● Exercise goal
Search the records for the string "DaError", then copy each line that has it.

● Data section
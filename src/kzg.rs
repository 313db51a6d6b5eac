//! The design philosophy underlying `blobshare` is operational, yet cryptographically strict.
//! Each module owns one stage of the pipeline that turns a payload into verifiable shares,
//! and the stages meet only through owned values and explicit result codes.
//!
//! KZG polynomial commitments over BN254.
//!
//! Polynomials are kept in coefficient form (lowest degree first).  A
//! commitment is the multi-scalar product of the coefficients with the
//! `[τ^i]G1` powers of the structured reference string; an opening at `z`
//! commits to the quotient `(p(X) - p(z)) / (X - z)` and is checked with one
//! pairing equation:
//!
//! ```text
//! e(C - [v]G1, G2) == e(π, [τ]G2 - [z]G2)
//! ```

use ark_bn254::{Bn254, Fr, G1Affine, G1Projective};
use ark_ec::pairing::Pairing;
use ark_ec::{AffineRepr, CurveGroup, VariableBaseMSM};
use ark_ff::{One, Zero};

use crate::error::{engine_failure, EngineResult, ResultCode};
use crate::params::GlobalParameters;

/// Fails unless the SRS can commit to polynomials with `coefficients` terms.
pub(crate) fn ensure_capacity(params: &GlobalParameters, coefficients: usize) -> EngineResult<()> {
    if coefficients > params.capacity() {
        return engine_failure(
            ResultCode::InternalError,
            format!(
                "polynomial with {coefficients} coefficients exceeds the SRS capacity of {}",
                params.capacity()
            ),
        );
    }
    Ok(())
}

/// Commits to `coeffs`.  Callers check [`ensure_capacity`] first.
pub(crate) fn commit(params: &GlobalParameters, coeffs: &[Fr]) -> G1Affine {
    G1Projective::msm_unchecked(&params.g1_powers[..coeffs.len()], coeffs).into_affine()
}

/// Evaluates `coeffs` at `point` with Horner's rule.
pub(crate) fn evaluate(coeffs: &[Fr], point: Fr) -> Fr {
    coeffs
        .iter()
        .rev()
        .fold(Fr::zero(), |acc, coeff| acc * point + coeff)
}

/// Divides `coeffs` by `(X - point)`, returning the quotient and the
/// remainder (which equals the evaluation at `point`).
pub(crate) fn divide_by_linear(coeffs: &[Fr], point: Fr) -> (Vec<Fr>, Fr) {
    let mut quotient = vec![Fr::zero(); coeffs.len().saturating_sub(1)];
    let mut carry = Fr::zero();
    for i in (1..coeffs.len()).rev() {
        carry = coeffs[i] + carry * point;
        quotient[i - 1] = carry;
    }
    let remainder = coeffs.first().copied().unwrap_or_else(Fr::zero) + carry * point;
    (quotient, remainder)
}

/// Opens `coeffs` at `point`, returning the evaluation and the proof.
pub(crate) fn open(params: &GlobalParameters, coeffs: &[Fr], point: Fr) -> (Fr, G1Affine) {
    let (quotient, value) = divide_by_linear(coeffs, point);
    (value, commit(params, &quotient))
}

/// Checks that `proof` opens `commitment` to `value` at `point`.
pub(crate) fn verify_opening(
    params: &GlobalParameters,
    commitment: &G1Affine,
    point: Fr,
    value: Fr,
    proof: &G1Affine,
) -> bool {
    let lhs = (commitment.into_group() - G1Affine::generator() * value).into_affine();
    let shifted = (params.tau_g2.into_group() - params.g2 * point).into_affine();
    Bn254::pairing(lhs, params.g2) == Bn254::pairing(*proof, shifted)
}

/// Returns `[1, h, h^2, ..]` with `count` entries.
fn powers_of(h: Fr, count: usize) -> Vec<Fr> {
    let mut out = Vec::with_capacity(count);
    let mut current = Fr::one();
    for _ in 0..count {
        out.push(current);
        current *= h;
    }
    out
}

/// Computes `Σ h^i · values[i]`.
pub(crate) fn aggregate_scalars(values: &[Fr], h: Fr) -> Fr {
    values
        .iter()
        .zip(powers_of(h, values.len()))
        .fold(Fr::zero(), |acc, (value, weight)| acc + *value * weight)
}

/// Computes `Σ h^i · commitments[i]`.
pub(crate) fn aggregate_commitments(commitments: &[G1Affine], h: Fr) -> G1Affine {
    G1Projective::msm_unchecked(commitments, &powers_of(h, commitments.len())).into_affine()
}

/// Computes the coefficient-wise combination `Σ h^i · polys[i]`.
pub(crate) fn aggregate_polynomials(polys: &[Vec<Fr>], h: Fr) -> Vec<Fr> {
    let width = polys.iter().map(Vec::len).max().unwrap_or(0);
    let mut combined = vec![Fr::zero(); width];
    for (poly, weight) in polys.iter().zip(powers_of(h, polys.len())) {
        for (slot, coeff) in combined.iter_mut().zip(poly) {
            *slot += *coeff * weight;
        }
    }
    combined
}
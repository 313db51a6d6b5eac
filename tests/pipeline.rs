//! End-to-end checks of encode, verify and reconstruct through the public API.

use std::sync::Once;

use blobshare::{
    codec, init_with, reconstruct, take_last_error, validate_payload, Commitments, EncodedPayload,
    Encoder, EngineConfig, ResultCode, Share, Verifier, CHUNK_SIZE,
};

fn engine() {
    static INIT: Once = Once::new();
    INIT.call_once(|| {
        init_with(EngineConfig {
            max_column_count: 32,
            ..EngineConfig::default()
        })
        .expect("engine init");
    });
}

fn payload(chunks: usize, salt: u8) -> Vec<u8> {
    (0..chunks * CHUNK_SIZE)
        .map(|i| (i as u8).wrapping_mul(17).wrapping_add(salt))
        .collect()
}

fn all_shares(columns: usize, data: &[u8]) -> Vec<Share> {
    let encoded = Encoder::new(columns).unwrap().encode(data).unwrap();
    (0..encoded.share_count())
        .map(|i| encoded.get_share(i).unwrap())
        .collect()
}

#[test]
fn encode_then_get_data_round_trips() {
    engine();
    for columns in [1, 2, 3, 4, 8] {
        for chunks in [1, 2, 5, 9] {
            let data = payload(chunks, columns as u8);
            let encoded = Encoder::new(columns).unwrap().encode(&data).unwrap();
            assert_eq!(encoded.get_data().unwrap(), data);
            assert_eq!(encoded.share_count(), columns);
        }
    }
}

#[test]
fn share_indices_cover_the_column_range() {
    engine();
    let encoded = Encoder::new(8).unwrap().encode(&payload(3, 1)).unwrap();
    for index in 0..8 {
        assert_eq!(encoded.get_share(index).unwrap().index(), index);
    }
    assert_eq!(
        encoded.get_share(8).unwrap_err().code(),
        ResultCode::InvalidInput
    );
    assert!(encoded.get_share(usize::MAX).is_err());
}

#[test]
fn every_share_verifies() {
    engine();
    let verifier = Verifier::new().unwrap();
    for columns in [2, 4, 8, 16] {
        let shares = all_shares(columns, &payload(6, 3));
        for share in &shares {
            assert!(verifier.verify(share, columns).unwrap());
        }
    }
}

#[test]
fn wrong_row_domain_size_fails_verification() {
    engine();
    let verifier = Verifier::new().unwrap();
    let shares = all_shares(8, &payload(4, 9));
    assert!(!verifier.verify(&shares[3], 16).unwrap());
    let detail = take_last_error().unwrap();
    assert!(detail.contains("share_idx: 3"), "{detail}");
    assert!(detail.contains("rows_domain_size: 16"), "{detail}");
}

#[test]
fn row_domain_size_must_equal_the_column_count() {
    engine();
    let verifier = Verifier::new().unwrap();
    let shares = all_shares(6, &payload(5, 2));
    assert!(verifier.verify(&shares[5], 6).unwrap());
    take_last_error();
    assert!(!verifier.verify(&shares[5], 7).unwrap());
    let detail = take_last_error().unwrap();
    assert!(detail.contains("rows_domain_size: 7"), "{detail}");
    assert!(!verifier.verify(&shares[0], 8).unwrap());
}

fn assert_send_sync<T: Send + Sync>() {}

#[test]
fn resources_are_send_and_sync() {
    assert_send_sync::<Encoder>();
    assert_send_sync::<EncodedPayload>();
    assert_send_sync::<Share>();
    assert_send_sync::<Commitments>();
    assert_send_sync::<Verifier>();
}

#[test]
fn encoders_run_concurrently() {
    engine();
    let narrow = Encoder::new(4).unwrap();
    let wide = Encoder::new(8).unwrap();
    let first = payload(7, 11);
    let second = payload(12, 23);
    let (a, b) = std::thread::scope(|scope| {
        let a = scope.spawn(|| narrow.encode(&first).unwrap());
        let b = scope.spawn(|| wide.encode(&second).unwrap());
        (a.join().unwrap(), b.join().unwrap())
    });
    assert_eq!(a.get_data().unwrap(), first);
    assert_eq!(b.get_data().unwrap(), second);

    let verifier = Verifier::new().unwrap();
    let a_shares: Vec<Share> = (2..4).map(|i| a.get_share(i).unwrap()).collect();
    let b_shares: Vec<Share> = (4..8).map(|i| b.get_share(i).unwrap()).collect();
    assert!(a_shares.iter().all(|s| verifier.verify(s, 4).unwrap()));
    assert!(b_shares.iter().all(|s| verifier.verify(s, 8).unwrap()));
    assert_eq!(reconstruct(&a_shares).unwrap(), first);
    assert_eq!(reconstruct(&b_shares).unwrap(), second);
}

#[test]
fn malformed_payloads_are_rejected_before_encoding() {
    engine();
    let encoder = Encoder::new(4).unwrap();
    for len in [0, 1, CHUNK_SIZE - 1, CHUNK_SIZE + 1, 3 * CHUNK_SIZE - 2] {
        let data = vec![5u8; len];
        let err = encoder.encode(&data).unwrap_err();
        assert_eq!(err.code(), ResultCode::InvalidInput, "len={len}");
        assert!(validate_payload(&data).is_err());
    }
}

#[test]
fn reconstruction_is_complete_with_all_shares() {
    engine();
    for columns in [2, 4, 8] {
        for chunks in [1, 2, 4, 10] {
            let data = payload(chunks, 42);
            assert_eq!(reconstruct(&all_shares(columns, &data)).unwrap(), data);
        }
    }
}

#[test]
fn half_the_shares_are_enough() {
    engine();
    let data = payload(4, 7);
    let encoded = Encoder::new(4).unwrap().encode(&data).unwrap();
    let pairs = [(0, 1), (0, 2), (0, 3), (1, 2), (1, 3), (2, 3)];
    for (a, b) in pairs {
        let mut subset = vec![encoded.get_share(b).unwrap(), encoded.get_share(a).unwrap()];
        assert_eq!(reconstruct(&subset).unwrap(), data, "shares {a},{b}");
        subset.iter_mut().for_each(Share::release);
    }
    let single = [encoded.get_share(1).unwrap()];
    assert_eq!(
        reconstruct(&single).unwrap_err().code(),
        ResultCode::InvalidInput
    );
}

#[test]
fn shares_of_different_payloads_do_not_mix() {
    engine();
    let mut mixed = all_shares(4, &payload(4, 1));
    mixed.truncate(1);
    mixed.extend(all_shares(4, &payload(4, 2)).into_iter().skip(1));
    let err = reconstruct(&mixed).unwrap_err();
    assert!(err.is_invalid_input());
    assert!(err.to_string().starts_with("reconstruct: invalid input"));
}

#[test]
fn release_is_idempotent_everywhere() {
    engine();
    let mut encoder = Encoder::new(2).unwrap();
    let mut encoded = encoder.encode(&payload(1, 0)).unwrap();
    let mut share = encoded.get_share(1).unwrap();
    let mut commitments = share.commitments().unwrap();
    let mut verifier = Verifier::new().unwrap();

    for _ in 0..2 {
        encoder.release();
        encoded.release();
        share.release();
        commitments.release();
        verifier.release();
    }
    assert_eq!(encoded.share_count(), 0);
    assert_eq!(share.index(), 0);
    assert!(share.commitments().is_err());
    assert!(!encoder.is_live() && !verifier.is_live() && !commitments.is_live());

    let mut null = Share::null();
    null.release();
}

#[test]
fn wire_summary_matches_the_payload() {
    engine();
    let data = payload(3, 11);
    let encoded = Encoder::new(4).unwrap().encode(&data).unwrap();
    let bytes = codec::serialize_encoded_payload(&encoded).unwrap();
    let summary = codec::deserialize_payload_summary(&bytes).unwrap();
    assert_eq!(summary.data, data);
    assert_eq!(summary.share_count, 4);

    let share = encoded.get_share(3).unwrap();
    let index_bytes = codec::serialize_share_index(&share).unwrap();
    assert_eq!(codec::deserialize_share_index(&index_bytes).unwrap(), 3);
    assert!(codec::deserialize_payload_summary(&bytes[..bytes.len() - 1]).is_err());
    assert!(codec::serialize_share_index(&Share::null()).is_err());
}
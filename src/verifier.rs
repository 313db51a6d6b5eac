//! Share verification.
//!
//! A share for column `c` carries the evaluations `y_r = p_r(z)` of every
//! row polynomial at `z = ω^c` and one proof for the folded polynomial
//! `Σ h^r p_r`.  The verifier rebuilds `h` from the row commitments, the
//! share index and the evaluations it was handed, folds commitments and
//! evaluations with the same weights and checks a single KZG opening.
//!
//! The row domain size must equal the column count the share was encoded
//! with.  Any other size is rejected before the pairing check.

use std::sync::Arc;

use ark_poly::EvaluationDomain;
use tracing::debug;

use crate::error::{set_last_error, DaError, EngineResult};
use crate::handle::{owned_resource, Handle};
use crate::kzg;
use crate::params::{global_parameters, GlobalParameters};
use crate::rs::row_domain;
use crate::share::{column_challenge, Share, ShareState};

#[derive(Debug)]
pub(crate) struct VerifierState {
    params: Arc<GlobalParameters>,
}

impl VerifierState {
    fn check(&self, share: &ShareState, row_domain_size: usize) -> EngineResult<bool> {
        let commitments = &share.commitments;
        if share.column.len() != commitments.row_commitments.len() {
            return Ok(false);
        }
        if row_domain_size != commitments.column_count || share.index >= row_domain_size {
            return Ok(false);
        }
        let domain = row_domain(row_domain_size)?;
        let point = domain.element(share.index);
        let h = column_challenge(&commitments.transcript()?, share.index, &share.column);
        let combined = kzg::aggregate_commitments(&commitments.row_commitments, h);
        let value = kzg::aggregate_scalars(&share.column, h);
        Ok(kzg::verify_opening(
            &self.params,
            &combined,
            point,
            value,
            &share.proof,
        ))
    }
}

/// Stateless share verifier.  One instance may verify any number of shares
/// from any number of threads.
pub struct Verifier {
    handle: Handle<VerifierState>,
}

owned_resource!(Verifier, "verifier");

impl Verifier {
    /// Creates a verifier bound to the current engine parameters.
    pub fn new() -> Result<Self, DaError> {
        let params =
            global_parameters().map_err(|code| DaError::from_code("create_verifier", code))?;
        Ok(Self {
            handle: Handle::new("verifier", VerifierState { params }),
        })
    }

    /// Checks `share` against its commitments, using the `row_domain_size`-th
    /// roots of unity as evaluation points.
    ///
    /// Returns `Ok(false)` for an inconsistent share and leaves a description
    /// in the last-error channel ([`crate::take_last_error`]).
    pub fn verify(&self, share: &Share, row_domain_size: usize) -> Result<bool, DaError> {
        const OPERATION: &str = "verify";
        let verifier = self.handle.require(OPERATION)?;
        let state = share.state(OPERATION)?;
        if row_domain_size == 0 {
            return Err(DaError::invalid_input(
                OPERATION,
                "row domain size must be greater than 0",
            ));
        }
        let valid = verifier
            .check(state, row_domain_size)
            .map_err(|code| DaError::from_code(OPERATION, code))?;
        if !valid {
            set_last_error(format!(
                "Share verification failed (share_idx: {}, rows_domain_size: {row_domain_size})",
                state.index
            ));
        }
        debug!(index = state.index, row_domain_size, valid, "verified share");
        Ok(valid)
    }
}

● Exercise response
use crate::error::{set_last_error, DaError, EngineResult};
    pub fn new() -> Result<Self, DaError> {
            global_parameters().map_err(|code| DaError::from_code("create_verifier", code))?;
    pub fn verify(&self, share: &Share, row_domain_size: usize) -> Result<bool, DaError> {
            return Err(DaError::invalid_input(
            .map_err(|code| DaError::from_code(OPERATION, code))?;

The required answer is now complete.